Presidente do Comppac e superintendente da Funalfa, Rômulo Veiga aponta para o valor do mecanismo, que não é autosuficiente para proteger o bem imaterial . “O registro não é um fim em si mesmo. Não é apenas a deferência, mas uma forma para que o bem seja pertencente a inúmeras políticas de preservação”, afirma, chamando a atenção para a Lei do ICMS, que desconsidera tombamentos realizados sem que tenham passado por procedimentos padrões, como as reuniões de conselhos. “Sugiro que o pedido seja feito pelos vereadores e que ele possa ser o defensor da proposta nas reuniões, mas se não seguir os critérios necessários, com a redação correta, isso vai ser inócuo.”
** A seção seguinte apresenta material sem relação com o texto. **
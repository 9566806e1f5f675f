// SPDX-License-Identifier: MIT
// Copyright 2026 Roland Dreier <roland@rolandd.dev>

//! In-process store with typed operations.
//!
//! Provides:
//! - Drivers (profile, verification, location + geo index)
//! - Vehicles (with a plate registry)
//! - Rides (with active-ride slots per rider and per driver)
//! - The persisted pricing record
//!
//! Every conditional write runs its check and its mutation under the
//! entry's exclusive lock. `update_ride` is the compare-and-swap used
//! for lifecycle transitions.
//!
//! Lock order: a driver or vehicle entry may be held while touching the
//! driver-slot map, never the reverse.

use crate::db::DriverGeoIndex;
use crate::error::{AppError, ConflictReason, Result};
use crate::models::{
    Availability, Category, Driver, GeoPoint, PricingConfig, Ride, Vehicle, VerificationStatus,
};
use chrono::{DateTime, Utc};
use dashmap::mapref::entry::Entry;
use dashmap::DashMap;
use std::sync::{Arc, RwLock};
use uuid::Uuid;

/// The ride a driver is committed to and the vehicle serving it.
#[derive(Debug, Clone, Copy, PartialEq, Eq)]
pub struct DriverSlot {
    pub ride_id: Uuid,
    pub vehicle_id: Uuid,
}

#[derive(Default)]
struct Tables {
    drivers: DashMap<Uuid, Driver>,
    driver_by_user: DashMap<Uuid, Uuid>,
    driver_locations: DriverGeoIndex,
    vehicles: DashMap<Uuid, Vehicle>,
    /// Normalized plate -> vehicle id
    plates: DashMap<String, Uuid>,
    rides: DashMap<Uuid, Ride>,
    /// Rider id -> their single non-terminal ride
    active_ride_by_rider: DashMap<Uuid, Uuid>,
    /// Driver id -> their Accepted/InProgress ride
    active_ride_by_driver: DashMap<Uuid, DriverSlot>,
    pricing: RwLock<Option<PricingConfig>>,
}

/// Shared handle to the store. Cloning is cheap.
#[derive(Clone, Default)]
pub struct MemoryDb {
    tables: Arc<Tables>,
}

impl MemoryDb {
    pub fn new() -> Self {
        Self::default()
    }

    // ─── Driver Operations ───────────────────────────────────────

    /// Insert a new profile unless the user already has one.
    pub fn insert_driver(&self, driver: Driver) -> Result<Driver> {
        match self.tables.driver_by_user.entry(driver.user_id) {
            Entry::Occupied(_) => Err(AppError::Conflict(ConflictReason::DriverProfileExists)),
            Entry::Vacant(slot) => {
                slot.insert(driver.id);
                self.tables.drivers.insert(driver.id, driver.clone());
                Ok(driver)
            }
        }
    }

    pub fn get_driver(&self, driver_id: Uuid) -> Option<Driver> {
        self.tables.drivers.get(&driver_id).map(|d| d.clone())
    }

    pub fn get_driver_by_user(&self, user_id: Uuid) -> Option<Driver> {
        let driver_id = *self.tables.driver_by_user.get(&user_id)?;
        self.get_driver(driver_id)
    }

    /// Apply `f` to a driver atomically. Nothing is written if `f` fails.
    pub fn update_driver<T>(
        &self,
        driver_id: Uuid,
        f: impl FnOnce(&mut Driver) -> Result<T>,
    ) -> Result<T> {
        let mut entry = self
            .tables
            .drivers
            .get_mut(&driver_id)
            .ok_or_else(|| AppError::NotFound(format!("Driver {} not found", driver_id)))?;

        let mut draft = entry.clone();
        let out = f(&mut draft)?;
        *entry = draft;
        Ok(out)
    }

    /// Record a driver's position and move them in the geo index.
    ///
    /// Last write wins. The index is updated while the driver entry is
    /// held so concurrent reports for one driver cannot interleave.
    pub fn set_driver_location(
        &self,
        driver_id: Uuid,
        point: GeoPoint,
        at: DateTime<Utc>,
    ) -> Result<()> {
        let mut entry = self
            .tables
            .drivers
            .get_mut(&driver_id)
            .ok_or_else(|| AppError::NotFound(format!("Driver {} not found", driver_id)))?;

        if !self.tables.driver_locations.upsert(driver_id, &point) {
            return Err(AppError::Validation("invalid coordinates".to_string()));
        }
        entry.location = Some(point);
        entry.location_updated_at = Some(at);
        Ok(())
    }

    /// Drivers whose last report lies within `radius_km` of `center`,
    /// paired with their distance in meters.
    pub fn drivers_near(&self, center: &GeoPoint, radius_km: f64) -> Vec<(Driver, f64)> {
        let radius_m = radius_km * 1000.0;
        self.tables
            .driver_locations
            .candidates_within(center, radius_km)
            .into_iter()
            .filter_map(|id| self.get_driver(id))
            .filter_map(|driver| {
                let distance = driver.location?.distance_meters(center);
                (distance <= radius_m).then_some((driver, distance))
            })
            .collect()
    }

    // ─── Vehicle Operations ──────────────────────────────────────

    /// Insert a vehicle unless its plate is already registered.
    pub fn insert_vehicle(&self, vehicle: Vehicle) -> Result<Vehicle> {
        match self.tables.plates.entry(vehicle.plate.clone()) {
            Entry::Occupied(_) => Err(AppError::Conflict(ConflictReason::PlateAlreadyRegistered)),
            Entry::Vacant(slot) => {
                slot.insert(vehicle.id);
                self.tables.vehicles.insert(vehicle.id, vehicle.clone());
                Ok(vehicle)
            }
        }
    }

    pub fn get_vehicle(&self, vehicle_id: Uuid) -> Option<Vehicle> {
        self.tables.vehicles.get(&vehicle_id).map(|v| v.clone())
    }

    /// Apply `f` to a vehicle atomically. Nothing is written if `f` fails.
    pub fn update_vehicle<T>(
        &self,
        vehicle_id: Uuid,
        f: impl FnOnce(&mut Vehicle) -> Result<T>,
    ) -> Result<T> {
        let mut entry = self
            .tables
            .vehicles
            .get_mut(&vehicle_id)
            .ok_or_else(|| AppError::NotFound(format!("Vehicle {} not found", vehicle_id)))?;

        let mut draft = entry.clone();
        let out = f(&mut draft)?;
        *entry = draft;
        Ok(out)
    }

    pub fn vehicles_for_driver(&self, driver_id: Uuid) -> Vec<Vehicle> {
        let mut vehicles: Vec<Vehicle> = self
            .tables
            .vehicles
            .iter()
            .filter(|v| v.driver_id == driver_id)
            .map(|v| v.clone())
            .collect();
        vehicles.sort_by_key(|v| v.created_at);
        vehicles
    }

    pub fn active_vehicles_in_category(&self, category: Category) -> Vec<Vehicle> {
        self.tables
            .vehicles
            .iter()
            .filter(|v| v.is_active && v.category == category)
            .map(|v| v.clone())
            .collect()
    }

    // ─── Ride Operations ─────────────────────────────────────────

    /// Insert a ride and claim the rider's active slot in one step.
    pub fn insert_ride(&self, ride: Ride) -> Result<Ride> {
        match self.tables.active_ride_by_rider.entry(ride.rider_id) {
            Entry::Occupied(_) => Err(AppError::Conflict(ConflictReason::ActiveRideExists)),
            Entry::Vacant(slot) => {
                slot.insert(ride.id);
                self.tables.rides.insert(ride.id, ride.clone());
                Ok(ride)
            }
        }
    }

    pub fn get_ride(&self, ride_id: Uuid) -> Option<Ride> {
        self.tables.rides.get(&ride_id).map(|r| r.clone())
    }

    /// Atomic conditional update of a ride.
    ///
    /// `f` sees the current record and either mutates it (the write is
    /// committed) or returns an error (nothing is written). No other
    /// writer can observe or modify the ride in between.
    pub fn update_ride<T>(&self, ride_id: Uuid, f: impl FnOnce(&mut Ride) -> Result<T>) -> Result<T> {
        let mut entry = self
            .tables
            .rides
            .get_mut(&ride_id)
            .ok_or_else(|| AppError::NotFound(format!("Ride {} not found", ride_id)))?;

        let mut draft = entry.clone();
        let out = f(&mut draft)?;
        debug_assert!(draft.assignment_consistent(), "ride {} assignment", ride_id);
        *entry = draft;
        Ok(out)
    }

    pub fn active_ride_for_rider(&self, rider_id: Uuid) -> Option<Ride> {
        let ride_id = *self.tables.active_ride_by_rider.get(&rider_id)?;
        self.get_ride(ride_id)
    }

    /// Free the rider's slot if it still points at `ride_id`.
    pub fn release_rider_slot(&self, rider_id: Uuid, ride_id: Uuid) {
        self.tables
            .active_ride_by_rider
            .remove_if(&rider_id, |_, current| *current == ride_id);
    }

    /// Reserve an online driver for `ride_id` and mark them `OnTrip`.
    ///
    /// The availability check, the slot claim and the availability change
    /// happen under the driver's entry lock.
    pub fn claim_driver_slot(&self, driver_id: Uuid, ride_id: Uuid, vehicle_id: Uuid) -> Result<()> {
        let mut driver = self
            .tables
            .drivers
            .get_mut(&driver_id)
            .ok_or_else(|| AppError::NotFound(format!("Driver {} not found", driver_id)))?;

        match driver.availability {
            Availability::Online => {}
            Availability::OnTrip => return Err(AppError::Conflict(ConflictReason::DriverBusy)),
            Availability::Offline => {
                return Err(AppError::Validation(
                    "driver must be online to accept rides".to_string(),
                ))
            }
        }

        match self.tables.active_ride_by_driver.entry(driver_id) {
            Entry::Occupied(_) => Err(AppError::Conflict(ConflictReason::DriverBusy)),
            Entry::Vacant(slot) => {
                slot.insert(DriverSlot { ride_id, vehicle_id });
                driver.availability = Availability::OnTrip;
                driver.updated_at = Utc::now();
                Ok(())
            }
        }
    }

    /// Free the driver's slot if it still points at `ride_id`.
    ///
    /// A driver left without a ride goes back `Online`, or `Offline` if
    /// they are no longer approved.
    pub fn release_driver_slot(&self, driver_id: Uuid, ride_id: Uuid) {
        let driver = self.tables.drivers.get_mut(&driver_id);
        self.tables
            .active_ride_by_driver
            .remove_if(&driver_id, |_, slot| slot.ride_id == ride_id);

        if let Some(mut driver) = driver {
            if driver.availability == Availability::OnTrip
                && !self.tables.active_ride_by_driver.contains_key(&driver_id)
            {
                driver.availability = if driver.status == VerificationStatus::Approved {
                    Availability::Online
                } else {
                    Availability::Offline
                };
                driver.updated_at = Utc::now();
            }
        }
    }

    pub fn driver_slot(&self, driver_id: Uuid) -> Option<DriverSlot> {
        self.tables.active_ride_by_driver.get(&driver_id).map(|s| *s)
    }

    pub fn active_ride_for_driver(&self, driver_id: Uuid) -> Option<Ride> {
        let slot = self.driver_slot(driver_id)?;
        self.get_ride(slot.ride_id)
    }

    /// Snapshot of rides matching `predicate`.
    ///
    /// Collected before returning so callers can update the rides
    /// without holding iteration locks.
    pub fn rides_where(&self, predicate: impl Fn(&Ride) -> bool) -> Vec<Ride> {
        self.tables
            .rides
            .iter()
            .filter(|r| predicate(r.value()))
            .map(|r| r.clone())
            .collect()
    }

    // ─── Pricing Record ──────────────────────────────────────────

    pub fn get_pricing_config(&self) -> Result<Option<PricingConfig>> {
        let guard = self
            .tables
            .pricing
            .read()
            .map_err(|_| AppError::Internal(anyhow::anyhow!("pricing record lock poisoned")))?;
        Ok(guard.clone())
    }

    pub fn set_pricing_config(&self, config: &PricingConfig) -> Result<()> {
        let mut guard = self
            .tables
            .pricing
            .write()
            .map_err(|_| AppError::Internal(anyhow::anyhow!("pricing record lock poisoned")))?;
        *guard = Some(config.clone());
        Ok(())
    }
}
“Sou um dos que lutam para que Poder Legislativo tenha suas prerrogativas asseguradas. Não podemos ficar aqui restritos a apenas votar nome de logradouro, até porque somos criticados por isso”, comenta Castelar. “Faz parte da nossa ração à crítica de que o vereador não vale para nada, buscar a ampliação do nosso espaço de atuação. Um deles no campo da cultura e discussão relativa ao patrimônio. O Comppac faz mal quando nega esse direito à Câmara Municipal, porque, de certa forma, acaba perdendo um parceiro importante no processo de defesa do patrimônio cultural. Ao mesmo tempo, reconheço a importância do Comppac e sei que essa lei vai tramitar no âmbito do Comppac, como vem avaliando as outras iniciativas aprovadas pela casa. Ou seja, na prática, continua valendo a palavra do Comppac sobre bens tombados. Mas reivindico para o Poder Legislativo esse tema.”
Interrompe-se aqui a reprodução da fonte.